London: LONGMANS, GREEN, & CO.


FOOTNOTES:

[1] Other green lines have since been discovered in the auroral spectrum; and occasionally a red line is seen.

[2] In the Quarterly Journal of Science for October 1866, a more detailed but somewhat less popular account of the subject of the above paper is presented. A few months earlier, a skilfully-written paper on the same subject, from the pen of Mr. J. M. Wilson, of Rugby, had appeared in the Eagle, a magazine written by and for
members of St. John’s College, Cambridge. Although my paper in
the Quarterly Journal of Science was written quite independently of Mr. Wilson’s (which, however, I had read), yet it chanced that in describing the same mathematical relations, and the same sequence of events, I here and there used language closely resembling his. I fear this led for a while to some misconception; but I was fortunately able to show in Mr. De la Rue’s address to the Astronomical Society, on the same subject, passages yet more strikingly resembling some in Mr. Wilson’s paper (written subsequently and quite independently). The fact would seem to be that if two persons describe exactly the same events, and deal with exactly the same mathematical relations, it is almost certain that in more than one passage they will use somewhat similar expressions.

I was actually indebted to Mr. Wilson’s paper for one illustration, however,—that derived from the movements of a supposed artificial moon; and I think that had his paper appeared in a magazine printed for general circulation, I should have referred to it. As it was, this seemed useless so far as the readers of the Quarterly Journal of Science were concerned. The circumstances of the case were, indeed, far from calling for a reference; while I had in a sense made the illustration my own by detecting an important miscalculation in the original (the amount of advance being either doubled or halved—I forget which). Had I referred to Mr. Wilson’s paper, I must needs have mentioned this mistake; and it would have appeared as though I had had no other purpose in making the reference.

I mention these matters to explain what I fear my esteemed fellow-collegian was disposed at the time to regard as either a wrong or a slight. Nothing was further from my intention than either.

[3] The reader will remember the time at which the essay appeared. For several reasons it seems well to leave the essay unaltered. In the second series of Light Science a later stage is presented, and the account is carried up to the present date in my work on The Transits of Venus.

[4] It is held to be of the utmost importance that all the observing parties should use similar telescopes.

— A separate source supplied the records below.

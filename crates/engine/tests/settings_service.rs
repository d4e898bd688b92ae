mod support;

use std::sync::Arc;

use tokio_util::sync::CancellationToken;

use common::{CryptoMode, ExchangeType, Settings, SettingsStore, TradingPairStore};
use engine::{PairSynchronizer, SettingsService};
use store::SqliteStore;
use support::{FakeFactory, Script};

fn service(db: &Arc<SqliteStore>, factory: FakeFactory) -> SettingsService {
    let synchronizer = Arc::new(PairSynchronizer::new(
        Arc::new(factory),
        db.clone(),
        CancellationToken::new(),
    ));
    SettingsService::new(db.clone(), synchronizer)
}

#[tokio::test]
async fn first_read_persists_defaults() {
    let db = Arc::new(SqliteStore::in_memory().await.unwrap());
    let settings = service(&db, FakeFactory::default()).get().await.unwrap();

    assert_eq!(settings, Settings::default());
    assert_eq!(settings.exchanges, vec![ExchangeType::GateIo]);
    assert_eq!(db.load().await.unwrap(), Some(Settings::default()));
}

#[tokio::test]
async fn save_normalizes_and_resyncs() {
    let db = Arc::new(SqliteStore::in_memory().await.unwrap());
    let svc = service(
        &db,
        FakeFactory::new([(ExchangeType::Okx, Script::healthy(&["BTC-USDT", "XRP-USDT"]))]),
    );

    let resync = svc
        .save(Settings {
            crypto_mode: CryptoMode::Custom,
            fetch_frequency: 0,
            exchanges: vec![ExchangeType::Okx, ExchangeType::Okx],
            crypto_symbols: vec![" btc ".into()],
            proxies: Vec::new(),
        })
        .await
        .unwrap();
    resync.await.unwrap();

    let stored = svc.get().await.unwrap();
    assert_eq!(stored.fetch_frequency, Settings::DEFAULT_FREQUENCY_MINUTES);
    assert_eq!(stored.exchanges, vec![ExchangeType::Okx]);
    assert_eq!(stored.crypto_symbols, vec!["BTC".to_string()]);

    let pairs = db.find_by_exchange(ExchangeType::Okx).await.unwrap();
    assert_eq!(pairs.len(), 1);
    assert_eq!(pairs[0].symbol, "BTC-USDT");
}
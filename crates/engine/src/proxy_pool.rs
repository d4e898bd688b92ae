use std::future::Future;
use std::sync::{Arc, Mutex, MutexGuard, PoisonError};
use std::time::Duration;

use tokio::sync::Semaphore;
use tokio::task::{JoinError, JoinSet};
use tokio_util::sync::CancellationToken;
use tracing::{debug, error, info, warn};

use common::{Proxy, Result};

/// How long `acquire` sleeps between scans when every proxy is busy.
const ACQUIRE_RETRY: Duration = Duration::from_millis(100);

/// Grace period after cancellation before remaining tasks are aborted.
const FORCE_GRACE: Duration = Duration::from_secs(5);

struct Slot {
    proxy: Proxy,
    busy: bool,
}

/// Busy/free flags for a fixed set of proxies, mutated only under its lock.
pub struct ProxyLedger {
    slots: Mutex<Vec<Slot>>,
}

impl ProxyLedger {
    pub fn new(proxies: Vec<Proxy>) -> Self {
        Self {
            slots: Mutex::new(
                proxies
                    .into_iter()
                    .map(|proxy| Slot { proxy, busy: false })
                    .collect(),
            ),
        }
    }

    fn lock(&self) -> MutexGuard<'_, Vec<Slot>> {
        self.slots.lock().unwrap_or_else(PoisonError::into_inner)
    }

    pub fn size(&self) -> usize {
        self.lock().len()
    }

    pub fn busy_count(&self) -> usize {
        self.lock().iter().filter(|s| s.busy).count()
    }

    pub fn proxies(&self) -> Vec<Proxy> {
        self.lock().iter().map(|s| s.proxy.clone()).collect()
    }

    /// Mark the first free proxy busy and return its slot, if any.
    pub fn try_acquire(&self) -> Option<(usize, Proxy)> {
        let mut slots = self.lock();
        let (index, slot) = slots.iter_mut().enumerate().find(|(_, s)| !s.busy)?;
        slot.busy = true;
        Some((index, slot.proxy.clone()))
    }

    /// Wait until a proxy frees up. Waiters poll rather than queue, so there
    /// is no FIFO ordering between them.
    pub async fn acquire(self: &Arc<Self>) -> ProxyLease {
        loop {
            if let Some((index, proxy)) = self.try_acquire() {
                return ProxyLease {
                    ledger: Arc::clone(self),
                    index,
                    proxy,
                };
            }
            tokio::time::sleep(ACQUIRE_RETRY).await;
        }
    }

    pub fn release(&self, index: usize) {
        if let Some(slot) = self.lock().get_mut(index) {
            slot.busy = false;
        }
    }
}

/// A proxy held by one worker. Released on drop, whether the task
/// succeeded, failed or panicked.
pub struct ProxyLease {
    ledger: Arc<ProxyLedger>,
    index: usize,
    proxy: Proxy,
}

impl ProxyLease {
    pub fn proxy(&self) -> &Proxy {
        &self.proxy
    }
}

impl Drop for ProxyLease {
    fn drop(&mut self) {
        self.ledger.release(self.index);
    }
}

#[derive(Debug, Clone, Copy)]
enum TaskOutcome {
    Completed,
    Failed,
}

/// What happened to the units of work submitted to a pool.
#[derive(Debug, Clone, Copy, Default, PartialEq, Eq)]
pub struct PoolReport {
    pub completed: usize,
    pub failed: usize,
    pub cancelled: usize,
}

impl PoolReport {
    fn record(&mut self, label: &str, joined: std::result::Result<TaskOutcome, JoinError>) {
        match joined {
            Ok(TaskOutcome::Completed) => self.completed += 1,
            Ok(TaskOutcome::Failed) => self.failed += 1,
            Err(e) if e.is_cancelled() => self.cancelled += 1,
            Err(e) => {
                error!(pool = %label, error = %e, "Worker panicked");
                self.failed += 1;
            }
        }
    }
}

/// Runs units of work across a set of egress proxies, one proxy per running
/// unit. With no usable proxies it degrades to a single direct worker.
///
/// A pool is scoped to one pipeline run: open it, submit, then `shutdown`.
pub struct ProxyPool {
    label: String,
    ledger: Option<Arc<ProxyLedger>>,
    workers: Arc<Semaphore>,
    worker_count: usize,
    tasks: JoinSet<TaskOutcome>,
    cancel: CancellationToken,
}

impl ProxyPool {
    /// Open a pool, dropping proxies with a bad port or a host that does not
    /// resolve.
    pub async fn open(label: impl Into<String>, proxies: &[Proxy], cancel: CancellationToken) -> Self {
        let label = label.into();
        let mut usable = Vec::with_capacity(proxies.len());
        for proxy in proxies {
            if !proxy.is_well_formed() {
                warn!(pool = %label, proxy = %proxy, "Skipping proxy with invalid address");
                continue;
            }
            match tokio::net::lookup_host((proxy.ip.trim(), proxy.port)).await {
                Ok(mut addrs) => {
                    if addrs.next().is_some() {
                        usable.push(proxy.clone())
                    } else {
                        warn!(pool = %label, proxy = %proxy, "Skipping proxy, host has no addresses")
                    }
                }
                Err(e) => warn!(pool = %label, proxy = %proxy, error = %e, "Skipping unresolvable proxy"),
            }
        }
        Self::with_proxies(label, usable, cancel)
    }

    /// Open a pool over proxies that are already known to be usable.
    pub fn with_proxies(label: impl Into<String>, proxies: Vec<Proxy>, cancel: CancellationToken) -> Self {
        let label = label.into();
        let (ledger, worker_count) = if proxies.is_empty() {
            info!(pool = %label, "No proxies configured, running a single direct worker");
            (None, 1)
        } else {
            let count = proxies.len();
            info!(pool = %label, proxies = count, "Proxy pool opened");
            (Some(Arc::new(ProxyLedger::new(proxies))), count)
        };

        Self {
            label,
            ledger,
            workers: Arc::new(Semaphore::new(worker_count)),
            worker_count,
            tasks: JoinSet::new(),
            cancel,
        }
    }

    pub fn worker_count(&self) -> usize {
        self.worker_count
    }

    pub fn is_direct(&self) -> bool {
        self.ledger.is_none()
    }

    pub fn busy_count(&self) -> usize {
        self.ledger.as_ref().map_or(0, |l| l.busy_count())
    }

    /// Proxies that survived validation; empty in direct mode.
    pub fn proxies(&self) -> Vec<Proxy> {
        self.ledger.as_ref().map(|l| l.proxies()).unwrap_or_default()
    }

    /// Token cancelled when the pool is forced down; hand it to fetchers so
    /// their backoff sleeps end early.
    pub fn cancel_token(&self) -> CancellationToken {
        self.cancel.clone()
    }

    /// Queue a unit of work. `task` receives the proxy it must use (`None`
    /// in direct mode). Failures are logged here and never reach siblings.
    pub fn submit<F, Fut>(&mut self, unit: impl Into<String>, task: F)
    where
        F: FnOnce(Option<Proxy>) -> Fut + Send + 'static,
        Fut: Future<Output = Result<()>> + Send + 'static,
    {
        let unit = unit.into();
        let label = self.label.clone();
        let ledger = self.ledger.clone();
        let workers = Arc::clone(&self.workers);

        self.tasks.spawn(async move {
            let Ok(_permit) = workers.acquire_owned().await else {
                return TaskOutcome::Failed;
            };
            let lease = match &ledger {
                Some(ledger) => Some(ledger.acquire().await),
                None => None,
            };
            let proxy = lease.as_ref().map(|l| l.proxy().clone());
            let proxy_addr = proxy.as_ref().map(Proxy::address);

            debug!(pool = %label, %unit, proxy = ?proxy_addr, "Unit started");
            match task(proxy).await {
                Ok(()) => TaskOutcome::Completed,
                Err(e) => {
                    error!(pool = %label, %unit, proxy = ?proxy_addr, error = %e, "Unit failed");
                    TaskOutcome::Failed
                }
            }
        });
    }

    /// Wait up to `timeout` for queued work to finish, then cancel what is
    /// left and abort anything still running after a short grace period.
    pub async fn shutdown(mut self, timeout: Duration) -> PoolReport {
        let mut report = PoolReport::default();
        let deadline = tokio::time::Instant::now() + timeout;

        loop {
            match tokio::time::timeout_at(deadline, self.tasks.join_next()).await {
                Ok(Some(joined)) => report.record(&self.label, joined),
                Ok(None) => return self.finish(report),
                Err(_) => break,
            }
        }

        warn!(
            pool = %self.label,
            remaining = self.tasks.len(),
            "Pool did not drain in time, cancelling remaining work"
        );
        self.cancel.cancel();

        let grace = tokio::time::Instant::now() + FORCE_GRACE;
        loop {
            match tokio::time::timeout_at(grace, self.tasks.join_next()).await {
                Ok(Some(joined)) => report.record(&self.label, joined),
                Ok(None) => return self.finish(report),
                Err(_) => break,
            }
        }

        self.tasks.abort_all();
        while let Some(joined) = self.tasks.join_next().await {
            report.record(&self.label, joined);
        }
        self.finish(report)
    }

    fn finish(&self, report: PoolReport) -> PoolReport {
        info!(
            pool = %self.label,
            completed = report.completed,
            failed = report.failed,
            cancelled = report.cancelled,
            "Pool shut down"
        );
        report
    }
}
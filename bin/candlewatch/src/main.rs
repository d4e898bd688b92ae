use std::sync::Arc;

use tokio_util::sync::CancellationToken;
use tracing::{error, info};
use tracing_subscriber::{layer::SubscriberExt, util::SubscriberInitExt, EnvFilter};

use common::{Config, Result, SettingsStore, SignalStore, TradingPairStore};
use engine::maintenance::{run_pair_refresh, run_signal_pruning};
use engine::{
    ClientFactory, HttpClientFactory, PairSynchronizer, PipelineOptions, RetryPolicy, Scheduler,
    SettingsService, SignalPipeline,
};
use store::SqliteStore;
use strategy::{StrategyFileConfig, StrategyRegistry};

#[tokio::main]
async fn main() -> Result<()> {
    // ── Logging ──────────────────────────────────────────────────────────────
    tracing_subscriber::registry()
        .with(EnvFilter::try_from_default_env().unwrap_or_else(|_| EnvFilter::new("info")))
        .with(tracing_subscriber::fmt::layer())
        .init();

    // ── Config ────────────────────────────────────────────────────────────────
    let cfg = Config::from_env()?;
    info!(database = %cfg.database_url, strategies = %cfg.strategy_config_path, "Candlewatch starting");

    // ── Database ──────────────────────────────────────────────────────────────
    let db = Arc::new(SqliteStore::connect(&cfg.database_url).await?);
    let settings_store: Arc<dyn SettingsStore> = db.clone();
    let pair_store: Arc<dyn TradingPairStore> = db.clone();
    let signal_store: Arc<dyn SignalStore> = db.clone();

    // ── Exchange access ───────────────────────────────────────────────────────
    let shutdown = CancellationToken::new();
    let factory: Arc<dyn ClientFactory> = Arc::new(HttpClientFactory::new(RetryPolicy::from_config(&cfg)));
    let synchronizer = Arc::new(PairSynchronizer::new(
        factory.clone(),
        pair_store.clone(),
        shutdown.child_token(),
    ));
    let settings = Arc::new(SettingsService::new(settings_store, synchronizer.clone()));

    // ── Strategy registry ─────────────────────────────────────────────────────
    let strategy_file = StrategyFileConfig::load(&cfg.strategy_config_path)?;
    let registry = Arc::new(StrategyRegistry::from_config(&strategy_file)?);
    info!(strategies = registry.len(), "Strategy registry ready");

    // ── Scheduler ─────────────────────────────────────────────────────────────
    let pipeline = SignalPipeline::new(
        factory,
        pair_store,
        signal_store.clone(),
        synchronizer.clone(),
        registry,
        PipelineOptions::from_config(&cfg),
    )
    .with_shutdown(shutdown.child_token());
    let (scheduler, handle) = Scheduler::new(settings.clone(), pipeline);
    let scheduler_task = tokio::spawn(scheduler.run_immediately(cfg.run_on_start).run());

    // ── Maintenance ───────────────────────────────────────────────────────────
    let pruning = tokio::spawn(run_signal_pruning(signal_store, shutdown.child_token()));
    let refresh = tokio::spawn(run_pair_refresh(
        synchronizer,
        settings,
        cfg.pair_sync_interval,
        shutdown.child_token(),
    ));

    // ── Shutdown ──────────────────────────────────────────────────────────────
    if let Err(e) = tokio::signal::ctrl_c().await {
        error!(error = %e, "Failed to listen for Ctrl-C, shutting down");
    }
    info!("Shutdown requested");
    handle.stop().await;
    shutdown.cancel();

    for (name, task) in [("scheduler", scheduler_task), ("pruning", pruning), ("refresh", refresh)] {
        if let Err(e) = task.await {
            error!(task = name, error = %e, "Task ended abnormally");
        }
    }
    db.pool().close().await;
    info!("Candlewatch stopped");
    Ok(())
}
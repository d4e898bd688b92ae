use std::str::FromStr;
use std::time::Duration;

use crate::{Error, Result};

/// Process configuration loaded from environment variables at startup.
///
/// Runtime settings (exchanges, watchlist, proxies, frequency) live in the
/// database instead; see `Settings`.
#[derive(Debug, Clone)]
pub struct Config {
    // Database
    pub database_url: String,

    // Strategy config file path
    pub strategy_config_path: String,

    // Fetching
    pub kline_limit: u32,
    pub fetch_max_attempts: u32,
    pub fetch_base_delay: Duration,
    pub fetch_delay_jitter: Duration,
    pub fetch_timeout: Duration,

    // Scheduling
    pub pool_shutdown_timeout: Duration,
    pub pair_sync_interval: Duration,
    pub run_on_start: bool,
}

impl Config {
    /// Load configuration from environment variables, reading `.env` first
    /// if present. Unset variables fall back to defaults; malformed values
    /// are an error.
    pub fn from_env() -> Result<Self> {
        let _ = dotenvy::dotenv(); // ignore error if .env not present

        Ok(Config {
            database_url: optional_env("DATABASE_URL")
                .unwrap_or_else(|| "sqlite://candlewatch.db?mode=rwc".to_string()),
            strategy_config_path: optional_env("STRATEGY_CONFIG_PATH")
                .unwrap_or_else(|| "config/strategies.toml".to_string()),
            kline_limit: parse_env("KLINE_LIMIT", 300)?,
            fetch_max_attempts: parse_env("FETCH_MAX_ATTEMPTS", 4)?,
            fetch_base_delay: Duration::from_millis(parse_env("FETCH_BASE_DELAY_MS", 500)?),
            fetch_delay_jitter: Duration::from_millis(parse_env("FETCH_DELAY_JITTER_MS", 1500)?),
            fetch_timeout: Duration::from_secs(parse_env("FETCH_TIMEOUT_SECS", 60)?),
            pool_shutdown_timeout: Duration::from_secs(parse_env("POOL_SHUTDOWN_SECS", 60)?),
            pair_sync_interval: Duration::from_secs(
                parse_env::<u64>("PAIR_SYNC_INTERVAL_HOURS", 72)? * 3600,
            ),
            run_on_start: parse_env("RUN_ON_START", false)?,
        })
    }
}

fn optional_env(key: &str) -> Option<String> {
    std::env::var(key).ok().filter(|v| !v.trim().is_empty())
}

fn parse_env<T: FromStr>(key: &str, default: T) -> Result<T> {
    match optional_env(key) {
        Some(raw) => raw
            .trim()
            .parse()
            .map_err(|_| Error::Config(format!("{key} has an invalid value: '{raw}'"))),
        None => Ok(default),
    }
}
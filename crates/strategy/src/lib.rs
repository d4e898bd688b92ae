pub mod builtin;
pub mod config;
pub mod indicators;
pub mod registry;
pub mod remote;

pub use config::{StrategyConfig, StrategyFileConfig};
pub use registry::StrategyRegistry;

use async_trait::async_trait;
use serde::{Deserialize, Deserializer, Serialize};

use common::{Result, SeriesBundle};

/// All strategy implementations must satisfy this trait.
///
/// An executor sees one symbol's series bundle per call and answers with at
/// most one recommendation. Errors are reported to the caller, which treats
/// them as "no signal".
#[async_trait]
pub trait StrategyExecutor: Send + Sync {
    /// Name stored alongside every signal this executor produces.
    fn name(&self) -> &str;

    async fn execute(&self, bundle: &SeriesBundle, symbol: &str) -> Result<Option<StrategyOutput>>;
}

/// Raw strategy answer, before the registry validates it.
#[derive(Debug, Clone, Default, PartialEq, Serialize, Deserialize)]
pub struct StrategyOutput {
    /// `BUY` or `SELL` to be kept; anything else is dropped.
    pub signal: String,
    #[serde(default)]
    pub price: Option<f64>,
    #[serde(default)]
    pub buy_price: Option<f64>,
    #[serde(default)]
    pub take_profit: Option<f64>,
    #[serde(default)]
    pub stop_loss: Option<f64>,
    #[serde(default)]
    pub profit_loss_ratio: Option<f64>,
    #[serde(default, deserialize_with = "string_or_number")]
    pub expiration: Option<String>,
    #[serde(default)]
    pub remark: Option<String>,
}

impl StrategyOutput {
    pub fn new(signal: impl Into<String>, price: f64) -> Self {
        Self {
            signal: signal.into(),
            price: Some(price),
            ..Self::default()
        }
    }
}

fn string_or_number<'de, D>(deserializer: D) -> std::result::Result<Option<String>, D::Error>
where
    D: Deserializer<'de>,
{
    let value = Option::<serde_json::Value>::deserialize(deserializer)?;
    Ok(match value {
        None | Some(serde_json::Value::Null) => None,
        Some(serde_json::Value::String(s)) => Some(s),
        Some(other) => Some(other.to_string()),
    })
}
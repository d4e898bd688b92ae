/// RSI (Relative Strength Index) with Wilder smoothing.
#[derive(Debug, Clone)]
pub struct RsiIndicator {
    pub period: usize,
    pub overbought: f64,
    pub oversold: f64,
}

impl RsiIndicator {
    /// `None` when the period is below 2 or the zones overlap.
    pub fn new(period: usize, overbought: f64, oversold: f64) -> Option<Self> {
        if period < 2 || oversold >= overbought {
            return None;
        }
        Some(Self {
            period,
            overbought,
            oversold,
        })
    }

    /// RSI of the latest close. Needs at least `period + 1` closes.
    pub fn compute(&self, closes: &[f64]) -> Option<f64> {
        if closes.len() < self.period + 1 {
            return None;
        }

        let changes: Vec<f64> = closes.windows(2).map(|w| w[1] - w[0]).collect();
        let (seed, rest) = changes.split_at(self.period);
        let n = self.period as f64;

        let mut avg_gain = seed.iter().map(|c| c.max(0.0)).sum::<f64>() / n;
        let mut avg_loss = seed.iter().map(|c| (-c).max(0.0)).sum::<f64>() / n;

        for &change in rest {
            avg_gain = (avg_gain * (n - 1.0) + change.max(0.0)) / n;
            avg_loss = (avg_loss * (n - 1.0) + (-change).max(0.0)) / n;
        }

        if avg_loss == 0.0 {
            return Some(if avg_gain == 0.0 { 50.0 } else { 100.0 });
        }
        let rs = avg_gain / avg_loss;
        Some(100.0 - 100.0 / (1.0 + rs))
    }

    /// RSI on the previous and the latest close.
    pub fn last_two(&self, closes: &[f64]) -> Option<(f64, f64)> {
        let prev = self.compute(&closes[..closes.len().checked_sub(1)?])?;
        let curr = self.compute(closes)?;
        Some((prev, curr))
    }
}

[5] So far back as 1789, John Williams, in his Natural History of the Mineral Kingdom, discussed the question of the ‘Limited Quantity of Coal in Great Britain.’ The following extracts are taken from an excellent paper on the exhaustion of our coal in the Popular Science Review for July 1866, by Mr. Lemoran, Colliery Viewer. ‘I have no doubt,’ says Williams, ‘that the generality of the inhabitants of Great Britain believe that our coal mines are inexhaustible; and the general conduct of the nation, so far as relates to this subject, seems to imply that this is held as an established fact. If it was not a generally received opinion, would the rage for exporting coals be allowed to go on without limitation or remorse? But it is full time that the public were undeceived in a matter which so nearly concerns the welfare of this flourishing island.... When our coal mines are exhausted, the prosperity and glory of this flourishing and fortunate island are at an end. Our cities and great towns must then become ruinous heaps for want of fuel, and our mines and manufactories must fail from the same cause, and then, consequently, our commerce must vanish. In short, the commerce, wealth, importance, glory, and happiness of Great Britain will decay and gradually dwindle away to nothing, in proportion as our coal and other mines fail.’ Mr. Williams also solves in a very summary manner the problem of England’s fate after her coal stores shall be exhausted. ‘The future inhabitants of this island must live,’ says he, ‘like its first inhabitants, by fishing and hunting.’